* [PROBLEM]:
Begin at the first line of the records below and, please, give each line again exactly until the line with "#[derive(Debug)]" is included.

* [MATERIAL SUPPLIED]:
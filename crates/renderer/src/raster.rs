//! Raster tiles and the assembled output buffer.

use thiserror::Error;

use crate::planner::{PlannedTile, TilingPlan};

/// Bytes per pixel (RGBA8).
pub const CHANNELS: usize = 4;

/// Raw RGBA pixels returned by the engine for one tile.
#[derive(Debug, Clone, PartialEq, Eq)]
pub struct RasterTile {
    pub data: Vec<u8>,
    pub width: u32,
    pub height: u32,
}

impl RasterTile {
    /// Wrap engine output, checking the buffer length against the dimensions.
    pub fn new(data: Vec<u8>, width: u32, height: u32) -> Result<Self, RasterError> {
        let expected = width as usize * height as usize * CHANNELS;
        if data.len() != expected {
            return Err(RasterError::BadLength {
                expected,
                actual: data.len(),
            });
        }
        Ok(Self { data, width, height })
    }

    /// A tile filled with one color.
    pub fn filled(width: u32, height: u32, rgba: [u8; 4]) -> Self {
        let data = rgba.repeat(width as usize * height as usize);
        Self { data, width, height }
    }

    fn row(&self, r: usize, width: usize) -> &[u8] {
        let start = r * self.width as usize * CHANNELS;
        &self.data[start..start + width * CHANNELS]
    }
}

/// Errors while placing tiles into the output.
#[derive(Debug, Error, PartialEq, Eq)]
pub enum RasterError {
    #[error("raster length {actual} does not match dimensions (expected {expected})")]
    BadLength { expected: usize, actual: usize },

    #[error("tile ({grid_x}, {grid_y}) returned {actual_width}x{actual_height}, expected at least {width}x{height}")]
    TooSmall {
        grid_x: u32,
        grid_y: u32,
        width: u32,
        height: u32,
        actual_width: u32,
        actual_height: u32,
    },

    #[error("tile ({grid_x}, {grid_y}) does not fit in the {width}x{height} output")]
    OutOfBounds {
        grid_x: u32,
        grid_y: u32,
        width: u32,
        height: u32,
    },
}

/// The assembled RGBA image.
///
/// Starts zeroed (transparent). It is only handed out once every tile has
/// been written, so callers never see a partially filled buffer.
#[derive(Debug)]
pub struct OutputImage {
    data: Vec<u8>,
    width: u32,
    height: u32,
}

impl OutputImage {
    pub fn new(width: u32, height: u32) -> Self {
        Self {
            data: vec![0; width as usize * height as usize * CHANNELS],
            width,
            height,
        }
    }

    pub fn for_plan(plan: &TilingPlan) -> Self {
        Self::new(plan.output_width, plan.output_height)
    }

    pub fn width(&self) -> u32 {
        self.width
    }

    pub fn height(&self) -> u32 {
        self.height
    }

    /// Copy a rendered tile into its region.
    ///
    /// The copy goes row by row: a tile is narrower than the output, so one
    /// contiguous copy would spill each tile row into the next tile's area.
    /// Pixels the engine returned beyond the planned physical size are
    /// ignored.
    pub fn write_tile(&mut self, tile: &PlannedTile, raster: &RasterTile) -> Result<(), RasterError> {
        if raster.width < tile.physical_width || raster.height < tile.physical_height {
            return Err(RasterError::TooSmall {
                grid_x: tile.grid_x,
                grid_y: tile.grid_y,
                width: tile.physical_width,
                height: tile.physical_height,
                actual_width: raster.width,
                actual_height: raster.height,
            });
        }
        if tile.offset_x + tile.physical_width > self.width
            || tile.offset_y + tile.physical_height > self.height
        {
            return Err(RasterError::OutOfBounds {
                grid_x: tile.grid_x,
                grid_y: tile.grid_y,
                width: self.width,
                height: self.height,
            });
        }

        let row_bytes = tile.physical_width as usize * CHANNELS;
        let out_stride = self.width as usize * CHANNELS;
        for r in 0..tile.physical_height as usize {
            let dst = (tile.offset_y as usize + r) * out_stride + tile.offset_x as usize * CHANNELS;
            self.data[dst..dst + row_bytes]
                .copy_from_slice(raster.row(r, tile.physical_width as usize));
        }
        Ok(())
    }

    pub fn as_bytes(&self) -> &[u8] {
        &self.data
    }

    pub fn into_bytes(self) -> Vec<u8> {
        self.data
    }
}

#[cfg(test)]
mod tests {
    use super::*;
    use crate::planner::plan;
    use mapgen_common::RenderOptions;

    fn pixel(img: &OutputImage, x: u32, y: u32) -> [u8; 4] {
        let i = (y as usize * img.width() as usize + x as usize) * CHANNELS;
        let b = img.as_bytes();
        [b[i], b[i + 1], b[i + 2], b[i + 3]]
    }

    #[test]
    fn test_rows_land_in_own_column() {
        let options = RenderOptions {
            width: 30,
            height: 10,
            ..RenderOptions::default()
        };
        let p = plan(&options, 10).unwrap();
        let mut img = OutputImage::for_plan(&p);

        for (i, tile) in p.tiles.iter().enumerate() {
            let raster = RasterTile::filled(tile.physical_width, tile.physical_height, [i as u8 + 1, 0, 0, 255]);
            img.write_tile(tile, &raster).unwrap();
        }

        for y in 0..10 {
            assert_eq!(pixel(&img, 0, y)[0], 1);
            assert_eq!(pixel(&img, 9, y)[0], 1);
            assert_eq!(pixel(&img, 10, y)[0], 2);
            assert_eq!(pixel(&img, 29, y)[0], 3);
        }
    }

    #[test]
    fn test_undersized_raster_rejected() {
        let p = plan(&RenderOptions { width: 20, height: 20, ..RenderOptions::default() }, 10).unwrap();
        let mut img = OutputImage::for_plan(&p);
        let raster = RasterTile::filled(5, 10, [0, 0, 0, 255]);
        assert!(matches!(
            img.write_tile(&p.tiles[0], &raster),
            Err(RasterError::TooSmall { .. })
        ));
    }

    #[test]
    fn test_bad_length_rejected() {
        assert!(RasterTile::new(vec![0; 10], 2, 2).is_err());
        assert!(RasterTile::new(vec![0; 16], 2, 2).is_ok());
    }
}
//! Prometheus metric names and recording helpers.

use std::time::Instant;

use metrics::{counter, gauge, histogram};
use metrics_exporter_prometheus::{PrometheusBuilder, PrometheusHandle};

pub const JOBS_STARTED: &str = "mapgen_jobs_started_total";
pub const JOBS_DEDUPLICATED: &str = "mapgen_jobs_deduplicated_total";
pub const JOBS_FINISHED: &str = "mapgen_jobs_finished_total";
pub const RENDER_DURATION: &str = "mapgen_render_duration_seconds";
pub const POOL_INSTANCES: &str = "mapgen_pool_instances";
pub const POOL_EVICTIONS: &str = "mapgen_pool_evictions_total";

/// Install the global Prometheus recorder.
pub fn install_recorder() -> anyhow::Result<PrometheusHandle> {
    let handle = PrometheusBuilder::new().install_recorder()?;
    Ok(handle)
}

pub fn record_job_started() {
    counter!(JOBS_STARTED).increment(1);
}

pub fn record_job_deduplicated() {
    counter!(JOBS_DEDUPLICATED).increment(1);
}

pub fn record_job_finished(outcome: &'static str, timer: &Timer) {
    counter!(JOBS_FINISHED, "outcome" => outcome).increment(1);
    histogram!(RENDER_DURATION, "outcome" => outcome).record(timer.elapsed_secs());
}

pub fn record_instances_created(n: usize) {
    gauge!(POOL_INSTANCES).increment(n as f64);
}

pub fn record_instances_destroyed(n: usize) {
    gauge!(POOL_INSTANCES).decrement(n as f64);
}

pub fn record_evictions(n: usize) {
    counter!(POOL_EVICTIONS).increment(n as u64);
}

/// Simple timer for measuring durations.
pub struct Timer {
    start: Instant,
}

impl Timer {
    pub fn start() -> Self {
        Self {
            start: Instant::now(),
        }
    }

    pub fn elapsed_ms(&self) -> f64 {
        self.start.elapsed().as_micros() as f64 / 1000.0
    }

    pub fn elapsed_secs(&self) -> f64 {
        self.start.elapsed().as_secs_f64()
    }
}
//! Tile planning.
//!
//! The map engine can only render bounded-size images, so a large request is
//! split into a grid of equally sized sub-images. Each grid cell is rendered
//! centered on its own geographic point and copied into the output buffer at
//! a fixed pixel offset.
//!
//! ## Sizing
//!
//! ```text
//! max_edge     = round(max_tile_size / scale)
//! count_x      = ceil(width / max_edge)          count_y likewise
//! logical_w    = floor(width / count_x)          logical_h likewise
//! physical_w   = floor(logical_w * scale)        physical_h likewise
//! output_w     = physical_w * count_x            output_h likewise
//! ```
//!
//! When the width is not divisible by the tile count the output is a few
//! pixels narrower than requested ("shrink to fit"). Every tile has the same
//! size, so the placement rectangles always cover the output exactly.
//!
//! Output sizes are computed in 64 bits; a plan whose output does not fit a
//! 32-bit edge or [`MAX_OUTPUT_PIXELS`] is refused before any tile is laid out.

use mapgen_common::{LngLat, RenderOptions};
use projection::WebMercatorViewport;
use thiserror::Error;

/// Largest output a plan may describe, in physical pixels.
pub const MAX_OUTPUT_PIXELS: u64 = u32::MAX as u64;

/// Why a request could not be planned.
#[derive(Debug, Clone, PartialEq, Eq, Error)]
pub enum PlanError {
    #[error("planned output {width}x{height} exceeds the largest supported image")]
    TooLarge { width: u64, height: u64 },
}

/// One grid cell of a tiling plan.
#[derive(Debug, Clone, PartialEq)]
pub struct PlannedTile {
    /// Column index
    pub grid_x: u32,
    /// Row index
    pub grid_y: u32,
    /// Geographic center passed to the engine
    pub center: LngLat,
    /// Logical (pre-scale) size requested from the engine
    pub logical_width: u32,
    pub logical_height: u32,
    /// Size of the raster the engine returns for this cell
    pub physical_width: u32,
    pub physical_height: u32,
    /// Placement in the output buffer, in physical pixels
    pub offset_x: u32,
    pub offset_y: u32,
}

/// Result of planning one request.
#[derive(Debug, Clone, PartialEq)]
pub struct TilingPlan {
    /// Largest logical edge of one engine call
    pub max_edge: u32,
    pub tile_count_x: u32,
    pub tile_count_y: u32,
    pub tile_logical_width: u32,
    pub tile_logical_height: u32,
    pub tile_physical_width: u32,
    pub tile_physical_height: u32,
    /// Assembled image size in physical pixels
    pub output_width: u32,
    pub output_height: u32,
    /// Viewport covering the whole planned area, in logical pixels
    pub viewport: WebMercatorViewport,
    /// Row-major grid cells
    pub tiles: Vec<PlannedTile>,
}

impl TilingPlan {
    pub fn tile_count(&self) -> usize {
        self.tiles.len()
    }

    /// Size of the RGBA output buffer in bytes.
    pub fn output_len(&self) -> usize {
        self.output_width as usize * self.output_height as usize * crate::raster::CHANNELS
    }
}

/// Plan the tiles for a request.
///
/// Options must already be validated (positive size and scale). The result is
/// always at least a 1x1 grid. Fails with [`PlanError::TooLarge`] when the
/// output would not fit a 32-bit edge or [`MAX_OUTPUT_PIXELS`].
pub fn plan(options: &RenderOptions, max_tile_size: u32) -> Result<TilingPlan, PlanError> {
    let max_edge = ((max_tile_size as f64 / options.scale).round() as u32).max(1);

    let tile_count_x = options.width.div_ceil(max_edge).max(1);
    let tile_count_y = options.height.div_ceil(max_edge).max(1);

    let tile_logical_width = (options.width / tile_count_x).max(1);
    let tile_logical_height = (options.height / tile_count_y).max(1);

    // Float to int casts saturate
    let physical_width = (tile_logical_width as f64 * options.scale).floor() as u64;
    let physical_height = (tile_logical_height as f64 * options.scale).floor() as u64;

    let output_width = physical_width.checked_mul(tile_count_x as u64);
    let output_height = physical_height.checked_mul(tile_count_y as u64);
    let (output_width, output_height) = match (output_width, output_height) {
        (Some(w), Some(h))
            if w <= u32::MAX as u64
                && h <= u32::MAX as u64
                && w.saturating_mul(h) <= MAX_OUTPUT_PIXELS =>
        {
            (w as u32, h as u32)
        }
        (w, h) => {
            return Err(PlanError::TooLarge {
                width: w.unwrap_or(u64::MAX),
                height: h.unwrap_or(u64::MAX),
            })
        }
    };
    // Bounded by the output edges checked above
    let tile_physical_width = physical_width as u32;
    let tile_physical_height = physical_height as u32;

    let viewport = WebMercatorViewport::new(
        options.center,
        options.zoom,
        (tile_logical_width * tile_count_x) as f64,
        (tile_logical_height * tile_count_y) as f64,
    );

    let mut tiles = Vec::with_capacity(tile_count_x as usize * tile_count_y as usize);
    for y in 0..tile_count_y {
        for x in 0..tile_count_x {
            let center_x = x as f64 * tile_logical_width as f64 + tile_logical_width as f64 / 2.0;
            let center_y = y as f64 * tile_logical_height as f64 + tile_logical_height as f64 / 2.0;
            tiles.push(PlannedTile {
                grid_x: x,
                grid_y: y,
                center: viewport.unproject(center_x, center_y),
                logical_width: tile_logical_width,
                logical_height: tile_logical_height,
                physical_width: tile_physical_width,
                physical_height: tile_physical_height,
                offset_x: x * tile_physical_width,
                offset_y: y * tile_physical_height,
            });
        }
    }

    Ok(TilingPlan {
        max_edge,
        tile_count_x,
        tile_count_y,
        tile_logical_width,
        tile_logical_height,
        tile_physical_width,
        tile_physical_height,
        output_width,
        output_height,
        viewport,
        tiles,
    })
}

* [TASK RESPONSE]:
filename crates/renderer/src/raster.rs
//! Raster tiles and the assembled output buffer.

use thiserror::Error;

use crate::planner::{PlannedTile, TilingPlan};

/// Bytes per pixel (RGBA8).
pub const CHANNELS: usize = 4;

/// Raw RGBA pixels returned by the engine for one tile.
#[derive(Debug, Clone, PartialEq, Eq)]
pub struct RasterTile {
    pub data: Vec<u8>,
    pub width: u32,
    pub height: u32,
}

impl RasterTile {
    /// Wrap engine output, checking the buffer length against the dimensions.
    pub fn new(data: Vec<u8>, width: u32, height: u32) -> Result<Self, RasterError> {
        let expected = width as usize * height as usize * CHANNELS;
        if data.len() != expected {
            return Err(RasterError::BadLength {
                expected,
                actual: data.len(),
            });
        }
        Ok(Self { data, width, height })
    }

    /// A tile filled with one color.
    pub fn filled(width: u32, height: u32, rgba: [u8; 4]) -> Self {
        let data = rgba.repeat(width as usize * height as usize);
        Self { data, width, height }
    }

    fn row(&self, r: usize, width: usize) -> &[u8] {
        let start = r * self.width as usize * CHANNELS;
        &self.data[start..start + width * CHANNELS]
    }
}

/// Errors while placing tiles into the output.
#[derive(Debug, Error, PartialEq, Eq)]
pub enum RasterError {
    #[error("raster length {actual} does not match dimensions (expected {expected})")]
    BadLength { expected: usize, actual: usize },

    #[error("tile ({grid_x}, {grid_y}) returned {actual_width}x{actual_height}, expected at least {width}x{height}")]
    TooSmall {
        grid_x: u32,
        grid_y: u32,
        width: u32,
        height: u32,
        actual_width: u32,
        actual_height: u32,
    },

    #[error("tile ({grid_x}, {grid_y}) does not fit in the {width}x{height} output")]
    OutOfBounds {
        grid_x: u32,
        grid_y: u32,
        width: u32,
        height: u32,
    },
}

/// The assembled RGBA image.
///
/// Starts zeroed (transparent). It is only handed out once every tile has
/// been written, so callers never see a partially filled buffer.
#[derive(Debug)]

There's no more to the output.